This is the title I chose for my personal blog, which is meant to give me an outlet for one of my favorite crafts – writing – plus to use an image from my favorite sport, golf. Out of college, my first job was as a reporter for the Daily Astorian in Astoria, Oregon, and I went on from there to practice writing in all of my professional positions, including as press secretary in Washington, D.C. for a Democrat Congressman from Oregon (Les AuCoin), as an Oregon state government manager in Salem and Portland, as press secretary for Oregon’s last Republican governor (Vic Atiyeh), and as a private sector lobbyist. This blog also allows me to link another favorite pastime – politics and the art of developing public policy – to what I write. I could have called this blog “Middle Ground,” for that is what I long for in both politics and golf. The middle ground is often where the best public policy decisions lie. And it is where you want to be on a golf course.

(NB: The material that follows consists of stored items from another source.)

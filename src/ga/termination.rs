//! Stop conditions for the generational loop.
//!
//! A run continues while every predicate holds: generation cap, stagnation
//! timeout, absolute time limit and (optionally) an external cancellation
//! flag. Predicates are evaluated once per generation boundary, and the
//! first one that fails ends the run with the best solution found so far.
//!
//! Time is read through a [`Clock`], so tests and simulations can drive the
//! time-based predicates deterministically with a [`ManualClock`].

use super::config::GaConfig;
use std::sync::atomic::{AtomicBool, AtomicU64, Ordering};
use std::sync::Arc;
use std::time::{Duration, Instant};

/// A monotonic time source.
pub trait Clock: Send + Sync {
    /// The current instant.
    fn now(&self) -> Instant;
}

/// Wall-clock time via [`Instant::now`].
#[derive(Debug, Clone, Copy, Default)]
pub struct SystemClock;

impl Clock for SystemClock {
    fn now(&self) -> Instant {
        Instant::now()
    }
}

/// A clock that only moves when told to.
///
/// ```
/// use std::time::Duration;
/// use u_bitga::ga::{Clock, ManualClock};
///
/// let clock = ManualClock::new();
/// let t0 = clock.now();
/// clock.advance(Duration::from_secs(90));
/// assert_eq!(clock.now() - t0, Duration::from_secs(90));
/// ```
#[derive(Debug)]
pub struct ManualClock {
    origin: Instant,
    offset_nanos: AtomicU64,
}

impl ManualClock {
    /// A clock frozen at the moment of creation.
    pub fn new() -> Self {
        Self {
            origin: Instant::now(),
            offset_nanos: AtomicU64::new(0),
        }
    }

    /// Moves the clock forward by `by`.
    pub fn advance(&self, by: Duration) {
        let nanos = u64::try_from(by.as_nanos()).unwrap_or(u64::MAX);
        self.offset_nanos.fetch_add(nanos, Ordering::SeqCst);
    }

    /// Total time advanced since creation.
    pub fn elapsed(&self) -> Duration {
        Duration::from_nanos(self.offset_nanos.load(Ordering::SeqCst))
    }
}

impl Default for ManualClock {
    fn default() -> Self {
        Self::new()
    }
}

impl Clock for ManualClock {
    fn now(&self) -> Instant {
        self.origin + self.elapsed()
    }
}

impl<C: Clock + ?Sized> Clock for Arc<C> {
    fn now(&self) -> Instant {
        (**self).now()
    }
}

impl<C: Clock + ?Sized> Clock for &C {
    fn now(&self) -> Instant {
        (**self).now()
    }
}

/// Why a run ended.
#[derive(Debug, Clone, Copy, PartialEq, Eq)]
#[cfg_attr(feature = "serde", derive(serde::Serialize, serde::Deserialize))]
pub enum StopReason {
    /// All `max_generations` generations were executed.
    GenerationLimit,
    /// No improvement of the best fitness within the stagnation timeout.
    Stagnation,
    /// The absolute time limit elapsed.
    TimeLimit,
    /// The cancellation flag was raised.
    Cancelled,
}

impl std::fmt::Display for StopReason {
    fn fmt(&self, f: &mut std::fmt::Formatter<'_>) -> std::fmt::Result {
        let s = match self {
            StopReason::GenerationLimit => "generation limit",
            StopReason::Stagnation => "stagnation",
            StopReason::TimeLimit => "time limit",
            StopReason::Cancelled => "cancelled",
        };
        f.write_str(s)
    }
}

/// The combined stop predicates of one run.
#[derive(Debug, Clone)]
pub struct Termination {
    max_generations: usize,
    stagnation_timeout: Option<Duration>,
    time_limit: Option<Duration>,
    cancel: Option<Arc<AtomicBool>>,
}

impl Termination {
    /// Predicates from a configuration, without cancellation.
    pub fn from_config(config: &GaConfig) -> Self {
        Self {
            max_generations: config.max_generations,
            stagnation_timeout: config.stagnation_timeout(),
            time_limit: config.time_limit(),
            cancel: None,
        }
    }

    /// Adds an external cancellation flag.
    pub fn with_cancel(mut self, cancel: Option<Arc<AtomicBool>>) -> Self {
        self.cancel = cancel;
        self
    }

    /// Checks whether generation `next_generation` (1-based) may run.
    ///
    /// `started` is the run start and `last_improvement` the instant the
    /// best fitness last improved (the run start if it never has).
    pub fn check(
        &self,
        next_generation: usize,
        started: Instant,
        last_improvement: Instant,
        now: Instant,
    ) -> Option<StopReason> {
        if let Some(flag) = &self.cancel {
            if flag.load(Ordering::Relaxed) {
                return Some(StopReason::Cancelled);
            }
        }
        if let Some(timeout) = self.stagnation_timeout {
            if now.saturating_duration_since(last_improvement) >= timeout {
                return Some(StopReason::Stagnation);
            }
        }
        if let Some(limit) = self.time_limit {
            if now.saturating_duration_since(started) >= limit {
                return Some(StopReason::TimeLimit);
            }
        }
        if next_generation > self.max_generations {
            return Some(StopReason::GenerationLimit);
        }
        None
    }
}

#[cfg(test)]
mod tests {
    use super::*;

    fn termination(max_generations: usize, stagnation_ms: u64, limit_ms: u64) -> Termination {
        let config = GaConfig::default()
            .with_max_generations(max_generations)
            .with_stagnation_timeout_ms(stagnation_ms)
            .with_time_limit_ms(limit_ms);
        Termination::from_config(&config)
    }

    #[test]
    fn test_continues_within_all_bounds() {
        let t = termination(10, 1000, 5000);
        let t0 = Instant::now();
        assert_eq!(t.check(1, t0, t0, t0), None);
        assert_eq!(t.check(10, t0, t0, t0 + Duration::from_millis(999)), None);
    }

    #[test]
    fn test_generation_cap() {
        let t = termination(10, 1000, 5000);
        let t0 = Instant::now();
        assert_eq!(t.check(11, t0, t0, t0), Some(StopReason::GenerationLimit));
    }

    #[test]
    fn test_stagnation_measured_from_last_improvement() {
        let t = termination(usize::MAX, 1000, 5000);
        let t0 = Instant::now();
        let improved = t0 + Duration::from_millis(800);
        assert_eq!(t.check(5, t0, improved, t0 + Duration::from_millis(1500)), None);
        assert_eq!(
            t.check(5, t0, improved, t0 + Duration::from_millis(1800)),
            Some(StopReason::Stagnation)
        );
    }

    #[test]
    fn test_time_limit_measured_from_start() {
        let t = termination(usize::MAX, 1000, 5000);
        let t0 = Instant::now();
        let now = t0 + Duration::from_millis(5000);
        assert_eq!(
            t.check(5, t0, now - Duration::from_millis(10), now),
            Some(StopReason::TimeLimit)
        );
    }

    #[test]
    fn test_disabled_time_bounds() {
        let config = GaConfig::default().with_max_generations(3).without_time_limits();
        let t = Termination::from_config(&config);
        let t0 = Instant::now();
        let later = t0 + Duration::from_secs(365 * 24 * 3600);
        assert_eq!(t.check(3, t0, t0, later), None);
        assert_eq!(t.check(4, t0, t0, later), Some(StopReason::GenerationLimit));
    }

    #[test]
    fn test_cancellation_flag() {
        let flag = Arc::new(AtomicBool::new(false));
        let t = termination(10, 1000, 5000).with_cancel(Some(flag.clone()));
        let t0 = Instant::now();
        assert_eq!(t.check(1, t0, t0, t0), None);
        flag.store(true, Ordering::Relaxed);
        assert_eq!(t.check(1, t0, t0, t0), Some(StopReason::Cancelled));
    }

    #[test]
    fn test_manual_clock_advances() {
        let clock = ManualClock::new();
        let t0 = clock.now();
        assert_eq!(clock.now(), t0);
        clock.advance(Duration::from_millis(250));
        clock.advance(Duration::from_millis(250));
        assert_eq!(clock.now() - t0, Duration::from_millis(500));
        assert_eq!(clock.elapsed(), Duration::from_millis(500));
    }

    #[test]
    fn test_stop_reason_display() {
        assert_eq!(StopReason::Stagnation.to_string(), "stagnation");
        assert_eq!(StopReason::GenerationLimit.to_string(), "generation limit");
    }
}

Anyone who thinks about it for only a minute or two can find something to be thankful for, especially at this time of year.
For me:
- My wife
- My son and my daughter
- My daughter-in-law
- My three grandchildren
- My friends, many of whom enjoy the game of golf with me
- My heritage from a great family, with a mother and a father for whom I only have fond memories, as well as with four siblings
- As a Christian, my relationship with Jesus Christ
But, then, beyond these top priorities which cannot be replaced by anything elkse, I read a column in the Washington Post this week by Dana Milbank that appeared under this headline:
Be thankful that sanity has returned to America — for now
Here is how Milbank started his column based on the use of the timely term for today – being thankful — though his focus was on politics, which also can be worth forgetting these days:
“Did you see what President Biden tweeted?
“Probably not, because they were earnest missives about booster shots and preschool access.
“Did you hear about the latest chaos at the White House?
“Doubtful, because turnover is low.
“Can you believe he insulted the chancellor of Germany and shoved the prime minister of Montenegro?
“No, because we all know Biden never has and never would.”
In this season of thanksgiving, Milbank adds, “let us be grateful that some measure of calm and sanity has returned to the White House. The United States, at least for now, has a stable, functioning government. The president is not making everything about himself, nor creating chaos for its own sake.”
So, with Milbank, consider the alternative, which would exist if we were stuck with Donald Trump as president.
“The stock market is higher than it ever was under Trump; the S&P 500 has hit more than 50 record highs so far in 2021.
“Fully 5.6 million new jobs have been created in Biden’s first nine months, a record pace for a new president, and unemployment is down to 4.6 per cent from an estimated 10 per cent.
“Wages for American workers have increased this year at the fastest rate in more than two decades. Economic growth for 2021 is on course to hit a healthy 5 per cent.
“Life is returning to normal after the pandemic, as the country finally overcomes a delay worsened by right-wing resistance to vaccination and prevention.
“Biden has managed to secure broadband Internet and better roads, bridges, electric power and drinking water for all Americans. Despite fierce Republican opposition,he is within striking distance of securing better child-care assistance, free pre-kindergarten and lower drug prices, as well as requiring the ultra-rich to pay more in taxes.”
Milbank contends – and I agree – that what isn’t happening is almost as important as what is happening.
By this time in Trump’s first year, Milbank remembered that Trump had praised the “very fine people” marching among violent neo-Nazis in Charlottesville, fired the FBI director for investigating his national security adviser; replaced his national security adviser, chief of staff, press secretary, communications director, chief strategist, secretary of homeland security, and secretary of health and human services, ripped up treaties and threatened to pull out of NATO, threatened nuclear war on Twitter, attempted to impose what aides called a “Muslim ban” and disparaged a “so-called judge” who objected, belittled U.S. intelligence and shared sensitive Israeli intelligence with Russia sabotaged ObamaCare, falsely claimed his predecessor had tapped his phone lines, embraced Stalin’s phrase “enemy of the people” to describe the free press, exposed the “dreamers” to deportation, stood by a Senate candidate accused of sexually assaulting a minor, tossed paper towels (but not the needed aid) at hurricane-ravaged Puerto Rico, continued nonsense claims about a “deep state,” insulted hundreds of people in often vulgar and misspelled tweets, made more than 1,600 false or suspect statements, and, yes, shoved the prime minister of Montenegro before a photo op and insulted German Chancellor Angela Merkel.
In the years of Trump as president, I longed for a return to what I call the “norms and conventions” of regular government, including in the Oval Office. To work well, government should often be a dull, plodding business of doing the people’s work. Nothing fancy. Just the hard work of finding consensus, compromise, and middle ground.
While I don’t agree with everything Biden is doing or has done, I appreciate that he has acted with honesty, decency, and transparency.
With Trump, his business-as-usual was lying and cheating his way to personal aggrandizement, the country be damned.
With Biden, at least we have returned to the “norms and conventions” of government. And, as Milbank has indicated, the actual record isn’t too bad either.